Tom viaja solo en busca de su familia hasta que se encuentra con Casy, un predicador que ha perdido la fe y con quien entabla amistad. Casy le pide a John si puede unírseles en el recorrido, y la familia Joad, a quien el ex predicador les parece un gran hombre, acepta encantada. Entre estos personajes y Georges y Lennie, protagonistas de la novela del mismo autor, De Ratones y Hombres (1937), existe cierta similitud. Ambos se necesitan, ambos sacrifican su bien individual por el bien del amigo, y en ambos Steinbeck revela la esperanza de reconocimiento.

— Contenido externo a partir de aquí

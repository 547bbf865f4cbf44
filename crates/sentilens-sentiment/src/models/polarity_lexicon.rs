//! Word weights for the polarity model.

/// `(word, polarity, subjectivity)`. Polarity in `[-1.0, 1.0]`,
/// subjectivity in `[0.0, 1.0]`.
pub(super) const LEXICON: &[(&str, f64, f64)] = &[
    // Positive
    ("good", 0.7, 0.6),
    ("great", 0.8, 0.75),
    ("excellent", 1.0, 1.0),
    ("wonderful", 1.0, 1.0),
    ("amazing", 0.6, 0.9),
    ("awesome", 1.0, 1.0),
    ("fantastic", 0.4, 0.9),
    ("brilliant", 0.9, 1.0),
    ("superb", 1.0, 1.0),
    ("outstanding", 0.5, 0.5),
    ("perfect", 1.0, 1.0),
    ("best", 1.0, 0.3),
    ("better", 0.5, 0.5),
    ("nice", 0.6, 1.0),
    ("lovely", 0.5, 0.75),
    ("love", 0.5, 0.6),
    ("loved", 0.7, 0.8),
    ("loving", 0.6, 0.9),
    ("like", 0.1, 0.2),
    ("liked", 0.6, 0.8),
    ("enjoy", 0.4, 0.5),
    ("enjoyed", 0.5, 0.6),
    ("enjoyable", 0.5, 0.6),
    ("happy", 0.8, 1.0),
    ("glad", 0.5, 1.0),
    ("pleased", 0.5, 1.0),
    ("pleasant", 0.733, 0.967),
    ("delightful", 1.0, 1.0),
    ("delighted", 0.7, 0.9),
    ("beautiful", 0.85, 1.0),
    ("pretty", 0.25, 1.0),
    ("fun", 0.3, 0.2),
    ("funny", 0.25, 1.0),
    ("interesting", 0.5, 0.5),
    ("impressive", 1.0, 1.0),
    ("incredible", 0.9, 0.9),
    ("remarkable", 0.75, 0.75),
    ("favorite", 0.5, 1.0),
    ("favourite", 0.5, 1.0),
    ("helpful", 0.5, 0.6),
    ("useful", 0.3, 0.0),
    ("friendly", 0.375, 0.5),
    ("kind", 0.6, 0.9),
    ("fresh", 0.3, 0.5),
    ("clean", 0.367, 0.683),
    ("easy", 0.433, 0.833),
    ("fast", 0.2, 0.6),
    ("cool", 0.35, 0.65),
    ("sweet", 0.35, 0.65),
    ("fine", 0.417, 0.5),
    ("positive", 0.227, 0.545),
    ("recommended", 0.4, 0.5),
    ("reliable", 0.5, 0.6),
    ("satisfied", 0.5, 1.0),
    ("smooth", 0.4, 0.6),
    ("solid", 0.3, 0.5),
    ("success", 0.3, 0.0),
    ("successful", 0.75, 0.95),
    ("thankful", 0.5, 0.8),
    ("grateful", 0.6, 0.9),
    ("exciting", 0.3, 0.8),
    ("excited", 0.375, 0.75),
    ("strong", 0.433, 0.733),
    ("top", 0.5, 0.5),
    ("valuable", 0.5, 0.6),
    ("welcome", 0.8, 0.9),
    ("win", 0.8, 0.4),
    ("worth", 0.3, 0.1),
    // Negative
    ("bad", -0.7, 0.667),
    ("worse", -0.4, 0.6),
    ("worst", -1.0, 1.0),
    ("terrible", -1.0, 1.0),
    ("horrible", -1.0, 1.0),
    ("awful", -1.0, 1.0),
    ("dreadful", -1.0, 1.0),
    ("poor", -0.4, 0.6),
    ("sad", -0.5, 1.0),
    ("unhappy", -0.6, 0.9),
    ("angry", -0.5, 1.0),
    ("annoying", -0.8, 0.9),
    ("annoyed", -0.4, 0.8),
    ("boring", -1.0, 1.0),
    ("bored", -0.5, 1.0),
    ("disappointing", -0.6, 0.7),
    ("disappointed", -0.75, 0.75),
    ("disgusting", -1.0, 1.0),
    ("hate", -0.8, 0.9),
    ("hated", -0.9, 0.7),
    ("hateful", -0.8, 0.9),
    ("ugly", -0.7, 1.0),
    ("stupid", -0.8, 1.0),
    ("useless", -0.5, 0.2),
    ("broken", -0.4, 0.4),
    ("slow", -0.3, 0.39),
    ("difficult", -0.5, 1.0),
    ("hard", -0.292, 0.542),
    ("wrong", -0.5, 0.9),
    ("rude", -0.3, 0.6),
    ("nasty", -1.0, 1.0),
    ("pathetic", -1.0, 1.0),
    ("mediocre", -0.4, 0.8),
    ("dirty", -0.6, 0.8),
    ("expensive", -0.5, 0.7),
    ("cheap", 0.4, 0.7),
    ("negative", -0.3, 0.4),
    ("painful", -0.7, 0.9),
    ("sick", -0.714, 0.857),
    ("scary", -0.5, 1.0),
    ("weak", -0.375, 0.625),
    ("fail", -0.5, 0.3),
    ("failed", -0.5, 0.3),
    ("failure", -0.3, 0.3),
    ("problem", -0.1, 0.1),
    ("dangerous", -0.6, 0.9),
    ("harmful", -0.6, 0.8),
    ("frustrating", -0.4, 0.7),
    ("frustrated", -0.7, 0.7),
    ("unacceptable", -0.8, 0.9),
    ("lousy", -0.8, 0.9),
    ("miserable", -1.0, 1.0),
    ("lame", -0.5, 0.75),
    ("mess", -0.2, 0.3),
    ("worthless", -0.8, 0.8),
];

/// `(word, multiplier)` applied to the next sentiment word.
pub(super) const INTENSIFIERS: &[(&str, f64)] = &[
    ("very", 1.3),
    ("really", 1.2),
    ("absolutely", 1.5),
    ("extremely", 1.5),
    ("incredibly", 1.4),
    ("totally", 1.3),
    ("truly", 1.2),
    ("highly", 1.3),
    ("super", 1.3),
    ("so", 1.2),
    ("quite", 1.1),
    ("too", 1.1),
    ("most", 1.3),
    ("utterly", 1.5),
    ("completely", 1.4),
    ("slightly", 0.5),
    ("somewhat", 0.7),
    ("fairly", 0.8),
    ("barely", 0.3),
];

pub(super) const NEGATIONS: &[&str] = &[
    "not", "no", "never", "neither", "nor", "cannot", "hardly", "without",
];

Georges es un hombre común y de inteligencia media, y Lennie, un grandulón con deficiencia mental. Ambos viajan juntos, a pesar de los grandes embrollos que este último ocasiona. Mientras a Lennie le gusta acariciar las cosas suaves (un trozo de tela, un ratón, un conejo o un cachorrito), Georges sueña con reunir el suficiente dinero para adquirir una propiedad, una pequeña granja en la que Lennie y él puedan vivir sin meterse en problemas. Georges y Lennie recorren el país en busca de trabajo, huyendo de los problemas, e intentando reunir dinero. La singularidad de estos personajes, y que los diferencia de los demás hombres a quien conocen en su camino, es que ellos viajan juntos, son amigos y conversan. Todos los demás viajan solos. Al poco andar, sus anhelos de adquirir una granja son conocidos por otro personaje –Candy– un hombre solo, viejo y lisiado a quien matan el perro– y por Crooks –un negro a quien “los libros no sirven. Uno necesita a alguien… alguien con quien estar.”–. Al principio Candy y Crooks se burlan de Georges y Lennie, puesto que sus silencios les han impedido soñar. Sin embargo, y muy pronto, Candy y Crooks –quien le reconoce a Lennie que “te vuelves loco si no tienes a nadie. No importa quién sea, con tal que esté a tu lado.”– comienzan a fantasear con las sueños de Georges y Lennie, y les piden unirse a la comunidad, del mismo modo que lo hizo Casy a la familia Joad. 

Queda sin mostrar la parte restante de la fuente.